Se proviamo a fare un passo indietro nella nostra infanzia, i racconti, le fiabe, i cartoni animati, insomma tutto ciò che era, ed è, in realtà, un contenuto, ha segnato la nostra esistenza. 

Da adulti cerchiamo, quindi, di ritrovare quello stesso schema, nonostante le dinamiche cambino. Siamo costretti, per così dire, a fare i conti con l’immenso mondo della comunicazione e del marketing, a dover scegliere il prodotto più vicino e più utile alle nostre esigenze, a selezionare quello migliore nel rapporto qualità/prezzo, e lo facciamo grazie ai contenuti che ci vengono proposti dalle aziende. 

Il percorso di fidelizzazione a un brand e all’acquisto del suo o dei suoi prodotti si chiama in gergo user experience, ovvero l’esperienza che un consumatore fa dal momento in cui si approccia al brand, passando per la sua conoscenza fino ad arrivare alla scelta proprio di quel brand e dei suoi prodotti. E farlo senza il supporto di contenuti, verbali e non, sarebbe impensabile, oltre che impossibile sul piano logistico. 

Per questo cercheremo di scoprire insieme quanto il contenuto conti all’interno dell’esperienza del cliente (user experience o ancora UX), quale differenziale di valore apporti al consumatore e quale peso dia al valore percepito.

In questo percorso, però, ci deve essere molto chiaro un passaggio fondamentale: ogni contenuto creato per la comunicazione e per il marketing ha alla sua base la scrittura, perché scrittura è tutto ciò che lascia una traccia dentro di noi e fa sì che possiamo, come consumatori, compiere delle azioni. 
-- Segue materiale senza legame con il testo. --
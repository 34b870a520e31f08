//! Periodic graph upkeep: decay ("forgetting") and compaction ("merging").
//!
//! Both passes inspect a random sample of the population rather than the
//! whole graph, so a large graph ages gradually across many runs.

use hippo_types::{ConversationMessage, Timestamp};
use rand::Rng;
use rand::seq::index;
use serde::Serialize;
use tracing::{debug, info};

use crate::consolidation::Compressor;
use crate::graph::{MemoryGraph, Weakening};

/// Compression ratio used when re-summarizing an overgrown node.
pub const MERGE_COMPRESS_RATIO: f64 = 0.1;

/// Conversation id stamped on the synthetic window built from merged items.
const MERGE_WINDOW_ID: &str = "memory-merge";

/// Number of elements to inspect out of `population`.
///
/// At least one whenever the population is non-empty.
pub fn sample_count(population: usize, percentage: f64) -> usize {
    if population == 0 {
        return 0;
    }
    ((population as f64 * percentage).floor() as usize).clamp(1, population)
}

fn sample_positions<R: Rng>(population: usize, percentage: f64, rng: &mut R) -> Vec<usize> {
    let amount = sample_count(population, percentage);
    index::sample(rng, population, amount).into_vec()
}

// ─────────────────────────────────────────────────────────────────────────────
// Decay
// ─────────────────────────────────────────────────────────────────────────────

/// Staleness thresholds for the decay pass, in hours.
#[derive(Debug, Clone, Copy, PartialEq)]
pub struct DecayPolicy {
    pub edge_forget_hours: f64,
    pub node_forget_hours: f64,
}

impl Default for DecayPolicy {
    fn default() -> Self {
        Self { edge_forget_hours: 24.0, node_forget_hours: 24.0 }
    }
}

/// Outcome counts of one decay pass.
#[derive(Debug, Clone, Copy, Default, PartialEq, Eq, Serialize)]
pub struct ForgetReport {
    pub edges_checked: usize,
    pub nodes_checked: usize,
    pub edges_weakened: usize,
    pub edges_removed: usize,
    pub nodes_reduced: usize,
    pub nodes_removed: usize,
}

impl ForgetReport {
    /// Whether the pass changed the graph.
    pub fn changed(&self) -> bool {
        self.edges_weakened + self.edges_removed + self.nodes_reduced + self.nodes_removed > 0
    }
}

/// Weaken stale relations and drop one memory item from stale concepts.
///
/// Nodes and edges are sampled independently before any change is made, so a
/// node may be sampled and then lose its edges (or vanish) mid-pass.
pub fn forget_pass<R: Rng>(
    graph: &mut MemoryGraph,
    policy: &DecayPolicy,
    percentage: f64,
    now: Timestamp,
    rng: &mut R,
) -> ForgetReport {
    let edge_keys = graph.edge_keys();
    let concepts = graph.concepts();
    let edges: Vec<_> = sample_positions(edge_keys.len(), percentage, rng)
        .into_iter()
        .map(|i| edge_keys[i].clone())
        .collect();
    let nodes: Vec<String> = sample_positions(concepts.len(), percentage, rng)
        .into_iter()
        .map(|i| concepts[i].clone())
        .collect();

    let mut report = ForgetReport { edges_checked: edges.len(), nodes_checked: nodes.len(), ..Default::default() };

    let edge_cutoff = policy.edge_forget_hours * 3600.0;
    for key in edges {
        let stale = graph
            .edge(key.source(), key.target())
            .is_some_and(|rel| now - rel.last_modified > edge_cutoff);
        if !stale {
            continue;
        }
        match graph.weaken(key.source(), key.target(), now) {
            Some(Weakening::Weakened(strength)) => {
                debug!(source = key.source(), target = key.target(), strength, "relation weakened");
                report.edges_weakened += 1;
            }
            Some(Weakening::Removed) => {
                debug!(source = key.source(), target = key.target(), "relation removed");
                report.edges_removed += 1;
            }
            None => {}
        }
    }

    let node_cutoff = policy.node_forget_hours * 3600.0;
    for concept in nodes {
        let stale = graph.node(&concept).is_some_and(|n| now - n.last_modified > node_cutoff);
        if !stale {
            continue;
        }
        if graph.forget_one_item_with(&concept, rng).is_none() {
            continue;
        }
        if graph.contains(&concept) {
            graph.touch_node(&concept, now);
            debug!(concept = %concept, remaining = graph.item_count(&concept), "memory item forgotten");
            report.nodes_reduced += 1;
        } else {
            debug!(concept = %concept, "concept forgotten");
            report.nodes_removed += 1;
        }
    }

    info!(
        edges_weakened = report.edges_weakened,
        edges_removed = report.edges_removed,
        nodes_reduced = report.nodes_reduced,
        nodes_removed = report.nodes_removed,
        "forget pass finished"
    );
    report
}

// ─────────────────────────────────────────────────────────────────────────────
// Merge
// ─────────────────────────────────────────────────────────────────────────────

/// Items picked for re-summarization from one overgrown concept.
#[derive(Debug, Clone, PartialEq)]
pub struct MergePlan {
    pub concept: String,
    /// Positions of the picked items in the concept's item list.
    pub indices: Vec<usize>,
    pub items: Vec<String>,
}

/// Outcome counts of one merge pass.
#[derive(Debug, Clone, Copy, Default, PartialEq, Eq, Serialize)]
pub struct MergeReport {
    pub nodes_checked: usize,
    pub nodes_merged: usize,
    pub items_removed: usize,
    pub items_added: usize,
}

impl MergeReport {
    pub fn changed(&self) -> bool {
        self.nodes_merged > 0
    }
}

/// Sample concepts and plan a merge for each one holding more than
/// `threshold` items.  Returns the plans and how many concepts were sampled.
pub fn plan_merges<R: Rng>(
    graph: &MemoryGraph,
    percentage: f64,
    threshold: usize,
    batch: usize,
    rng: &mut R,
) -> (Vec<MergePlan>, usize) {
    let concepts = graph.concepts();
    let sampled = sample_positions(concepts.len(), percentage, rng);
    let checked = sampled.len();
    let mut plans = Vec::new();
    for i in sampled {
        let concept = &concepts[i];
        let Some(node) = graph.node(concept) else {
            continue;
        };
        let len = node.memory_items.len();
        if len <= threshold || batch == 0 {
            continue;
        }
        let mut indices = index::sample(rng, len, batch.min(len)).into_vec();
        indices.sort_unstable();
        let items = indices.iter().map(|&i| node.memory_items[i].clone()).collect();
        plans.push(MergePlan { concept: concept.clone(), indices, items });
    }
    (plans, checked)
}

/// Re-summarize a plan's items as one synthetic window stamped `now`.
///
/// Returns the new summaries; possibly empty if every collaborator call fails.
pub async fn summarize_plan(compressor: &Compressor, plan: &MergePlan, now: Timestamp) -> Vec<String> {
    let window: Vec<ConversationMessage> = plan
        .items
        .iter()
        .map(|item| ConversationMessage::new(MERGE_WINDOW_ID, now, item.as_str()))
        .collect();
    let compression = compressor.compress(&window, MERGE_COMPRESS_RATIO, &[]).await;
    compression.memories.into_iter().map(|m| m.summary).collect()
}

/// Swap a plan's items for `summaries` in the graph and record the change.
pub fn apply_merge(
    graph: &mut MemoryGraph,
    plan: &MergePlan,
    summaries: Vec<String>,
    now: Timestamp,
    report: &mut MergeReport,
) {
    let added = summaries.len();
    if let Some(removed) = graph.replace_items(&plan.concept, &plan.indices, summaries, now) {
        info!(concept = %plan.concept, removed, added, "memory items merged");
        report.nodes_merged += 1;
        report.items_removed += removed;
        report.items_added += added;
    }
}

// ─────────────────────────────────────────────────────────────────────────────
// Tests
// ─────────────────────────────────────────────────────────────────────────────
// ─────────────────────────────────────────────────────────────────────────────
// Tests
// ─────────────────────────────────────────────────────────────────────────────

#[cfg(test)]
pub(crate) mod tests {
    use super::*;
    use async_trait::async_trait;
    use chrono::Utc;
    use std::collections::HashMap;
    use std::sync::Mutex;

    /// Extractor returning a fixed response and recording the requested count.
    pub(crate) struct ScriptedExtractor {
        pub response: Result<String, String>,
        pub requested: Mutex<Vec<usize>>,
    }

    impl ScriptedExtractor {
        pub fn new(response: &str) -> Self {
            Self { response: Ok(response.to_string()), requested: Mutex::new(Vec::new()) }
        }

        pub fn failing() -> Self {
            Self { response: Err("offline".into()), requested: Mutex::new(Vec::new()) }
        }
    }

    #[async_trait]
    impl TopicExtractor for ScriptedExtractor {
        async fn extract_topics(&self, _text: &str, count: usize) -> Result<String, CollaboratorError> {
            self.requested.lock().unwrap().push(count);
            self.response.clone().map_err(CollaboratorError::Request)
        }
    }

    /// Summarizer answering `"about {topic}"` unless the topic is scripted.
    #[derive(Default)]
    pub(crate) struct ScriptedSummarizer {
        pub overrides: HashMap<String, Result<String, String>>,
    }

    impl ScriptedSummarizer {
        pub fn failing_on(topic: &str) -> Self {
            let mut overrides = HashMap::new();
            overrides.insert(topic.to_string(), Err("boom".to_string()));
            Self { overrides }
        }
    }

    #[async_trait]
    impl Summarizer for ScriptedSummarizer {
        async fn summarize(&self, _text: &str, topic: &str, _span: &str) -> Result<String, CollaboratorError> {
            match self.overrides.get(topic) {
                Some(result) => result.clone().map_err(CollaboratorError::Request),
                None => Ok(format!("about {topic}")),
            }
        }
    }

    /// Summarizer recording the `(text, span)` it was asked about.
    #[derive(Default)]
    struct RecordingSummarizer {
        calls: Mutex<Vec<(String, String)>>,
    }

    #[async_trait]
    impl Summarizer for RecordingSummarizer {
        async fn summarize(&self, text: &str, topic: &str, span: &str) -> Result<String, CollaboratorError> {
            self.calls.lock().unwrap().push((text.to_string(), span.to_string()));
            Ok(format!("about {topic}"))
        }
    }

    /// Summarizer that never answers.
    struct StalledSummarizer;

    #[async_trait]
    impl Summarizer for StalledSummarizer {
        async fn summarize(&self, _text: &str, _topic: &str, _span: &str) -> Result<String, CollaboratorError> {
            std::future::pending().await
        }
    }

    pub(crate) fn compressor(
        extractor: Arc<dyn TopicExtractor>,
        summarizer: Arc<dyn Summarizer>,
        ban_words: &[&str],
    ) -> Compressor {
        Compressor::new(
            extractor,
            summarizer,
            SimilarityScorer::default(),
            ban_words.iter().map(|w| w.to_string()).collect(),
            Duration::from_secs(5),
        )
    }

    fn window(lines: &[&str]) -> Vec<ConversationMessage> {
        lines
            .iter()
            .enumerate()
            .map(|(i, l)| ConversationMessage::new("g1", 1_700_000_000.0 + i as f64, *l))
            .collect()
    }

    // ── text statistics ──────────────────────────────────────────────────────

    #[test]
    fn entropy_of_uniform_text() {
        assert_eq!(shannon_entropy(""), 0.0);
        assert_eq!(shannon_entropy("aaaa"), 0.0);
        assert!((shannon_entropy("abab") - 1.0).abs() < 1e-9);
        assert!((shannon_entropy("abcd") - 2.0).abs() < 1e-9);
    }

    #[test]
    fn topic_count_low_information_text() {
        // entropy 0 → information estimate clamps to 1; no newlines.
        assert_eq!(topic_count("aaaa", 0.1), 1);
    }

    #[test]
    fn topic_count_grows_with_length() {
        // 16 distinct characters → entropy 4 → information estimate 2.
        assert_eq!(topic_count("abcdefghijklmnop", 0.0), 1);
        // 40 newlines pull entropy to ~2 bits, so information clamps to 1;
        // (40 * 0.1 + 1) / 2 = 2.5 rounds to 3.
        let mut text = String::from("abcdefghijklmnop");
        text.push_str(&"\n".repeat(40));
        assert_eq!(topic_count(&text, 0.1), 3);
    }

    // ── time span ────────────────────────────────────────────────────────────

    #[test]
    fn time_span_same_year() {
        let start = Utc.with_ymd_and_hms(2024, 3, 1, 8, 5, 9).unwrap().timestamp() as f64;
        let end = Utc.with_ymd_and_hms(2024, 12, 31, 23, 0, 0).unwrap().timestamp() as f64;
        assert_eq!(
            describe_time_span_in(start, end, &Utc),
            "conversation in 2024, from 03-01 08:05:09 to 12-31 23:00:00"
        );
    }

    #[test]
    fn time_span_across_years() {
        let start = Utc.with_ymd_and_hms(2023, 12, 31, 23, 59, 0).unwrap().timestamp() as f64;
        let end = Utc.with_ymd_and_hms(2024, 1, 1, 0, 1, 0).unwrap().timestamp() as f64;
        assert_eq!(
            describe_time_span_in(end, start, &Utc),
            "conversation from 2023-12-31 23:59:00 to 2024-01-01 00:01:00"
        );
    }

    // ── compress ─────────────────────────────────────────────────────────────

    #[tokio::test]
    async fn compress_summarizes_every_topic() {
        let c = compressor(Arc::new(ScriptedExtractor::new("cats, dogs")), Arc::new(ScriptedSummarizer::default()), &[]);
        let out = c.compress(&window(&["a: I love cats", "b: dogs too"]), 0.1, &[]).await;
        let pairs: Vec<(&str, &str)> = out.memories.iter().map(|m| (m.topic.as_str(), m.summary.as_str())).collect();
        assert_eq!(pairs, vec![("cats", "about cats"), ("dogs", "about dogs")]);
        assert_eq!(out.dropped, 0);
    }

    #[tokio::test]
    async fn ban_words_filter_topics() {
        let c = compressor(
            Arc::new(ScriptedExtractor::new("weather,topsecret,cats")),
            Arc::new(ScriptedSummarizer::default()),
            &["secret"],
        );
        let out = c.compress(&window(&["x"]), 0.1, &[]).await;
        assert_eq!(out.topics().collect::<Vec<_>>(), vec!["weather", "cats"]);
        assert_eq!(out.banned, 1);
    }

    #[tokio::test]
    async fn summarizer_failure_drops_only_that_topic() {
        let c = compressor(
            Arc::new(ScriptedExtractor::new("cats,dogs,birds")),
            Arc::new(ScriptedSummarizer::failing_on("dogs")),
            &[],
        );
        let out = c.compress(&window(&["x"]), 0.1, &[]).await;
        assert_eq!(out.topics().collect::<Vec<_>>(), vec!["cats", "birds"]);
        assert_eq!(out.dropped, 1);
    }

    #[tokio::test]
    async fn empty_summary_is_dropped() {
        let mut summarizer = ScriptedSummarizer::default();
        summarizer.overrides.insert("cats".into(), Ok("   ".into()));
        let c = compressor(Arc::new(ScriptedExtractor::new("cats")), Arc::new(summarizer), &[]);
        let out = c.compress(&window(&["x"]), 0.1, &[]).await;
        assert!(out.memories.is_empty());
        assert_eq!(out.dropped, 1);
    }

    #[tokio::test(start_paused = true)]
    async fn stalled_summarizer_times_out() {
        let c = compressor(Arc::new(ScriptedExtractor::new("cats")), Arc::new(StalledSummarizer), &[]);
        let out = c.compress(&window(&["x"]), 0.1, &[]).await;
        assert!(out.memories.is_empty());
        assert_eq!(out.dropped, 1);
    }

    #[tokio::test]
    async fn extraction_failure_yields_nothing() {
        let c = compressor(Arc::new(ScriptedExtractor::failing()), Arc::new(ScriptedSummarizer::default()), &[]);
        let out = c.compress(&window(&["x"]), 0.1, &[]).await;
        assert_eq!(out, Compression::default());
    }

    #[tokio::test]
    async fn empty_window_skips_collaborators() {
        let extractor = Arc::new(ScriptedExtractor::new("cats"));
        let c = compressor(extractor.clone(), Arc::new(ScriptedSummarizer::default()), &[]);
        let out = c.compress(&[], 0.1, &[]).await;
        assert!(out.memories.is_empty());
        assert!(extractor.requested.lock().unwrap().is_empty());
    }

    #[tokio::test]
    async fn similar_concepts_are_thresholded_and_sorted() {
        let c = compressor(Arc::new(ScriptedExtractor::new("cat")), Arc::new(ScriptedSummarizer::default()), &[]);
        let concepts: Vec<String> = ["cat food", "cat", "dog", "black cat food", "Cat"]
            .iter()
            .map(|s| s.to_string())
            .collect();
        let out = c.compress(&window(&["x"]), 0.1, &concepts).await;
        assert_eq!(out.memories.len(), 1);
        // "Cat": 1.0, "cat food": 1/sqrt(2) ≈ 0.707, "black cat food": 1/sqrt(3) ≈ 0.577
        let names: Vec<&str> = out.memories[0].similar.iter().map(|(n, _)| n.as_str()).collect();
        assert_eq!(names, vec!["Cat", "cat food"]);
    }

    #[tokio::test]
    async fn summarizer_gets_the_span_once() {
        let summarizer = Arc::new(RecordingSummarizer::default());
        let c = compressor(Arc::new(ScriptedExtractor::new("tea")), summarizer.clone(), &[]);
        let out = c.compress(&window(&["green tea", "oolong"]), 0.1, &[]).await;
        assert_eq!(out.memories.len(), 1);

        let calls = summarizer.calls.lock().unwrap();
        let (text, span) = &calls[0];
        assert_eq!(text, "green tea\noolong\n");
        assert!(!span.is_empty());
        assert!(!text.contains(span.as_str()));
    }

    #[test]
    fn similar_concepts_capped_at_five() {
        let c = compressor(Arc::new(ScriptedExtractor::new("")), Arc::new(ScriptedSummarizer::default()), &[]);
        let concepts: Vec<String> = (0..8).map(|i| format!("apple x{i}")).collect();
        // each shares "apple": 1/sqrt(1*2) ≈ 0.707
        assert_eq!(c.similar_concepts("apple", &concepts).len(), MAX_SIMILAR_TOPICS);
    }
}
Il contenuto: non solo il re, ma anche il concubino della user experience

Partiamo dall’inizio, per capire quando in realtà il mondo della comunicazione e del marketing abbiano iniziato a porre così tanta attenzione sul contenuto e le modalità con cui esso si sia potuto imporre nel tempo come il punto di riferimento reale nelle strategie di comunicazione che determinano la user experience.

Content is the king sosteneva Bill Gates in un tempo decisamente antecedente a tutti i cambiamenti che si sarebbero succeduti di lì a pochi anni. Era il 3 gennaio del 1996 e sul blog del sito di Microsoft venne pubblicato questo articolo di Gates dal nome omonimo alla celeberrima espressione. 

Content is the king con gli anni, è diventato una specie di mantra che ha accompagnato tutta la rivoluzione del digital marketing e che rimane ancora oggi una luce nel magmatico mondo della comunicazione contemporanea.

Ma che significa precisamente content is the king? 

Insomma, la frase non poteva essere costruita in maniera più semplice di così; ciò nonostante ha un carico molto denso di significati. Content is the king significa che esso regna sovrano su tutti gli altri strumenti di comunicazione e di marketing e ne vedremo, nello specifico perché. 

E soprattutto ci soffermeremo su come il contenuto sia lo strumento fondamentale e imprescindibile per guidare la user experience. 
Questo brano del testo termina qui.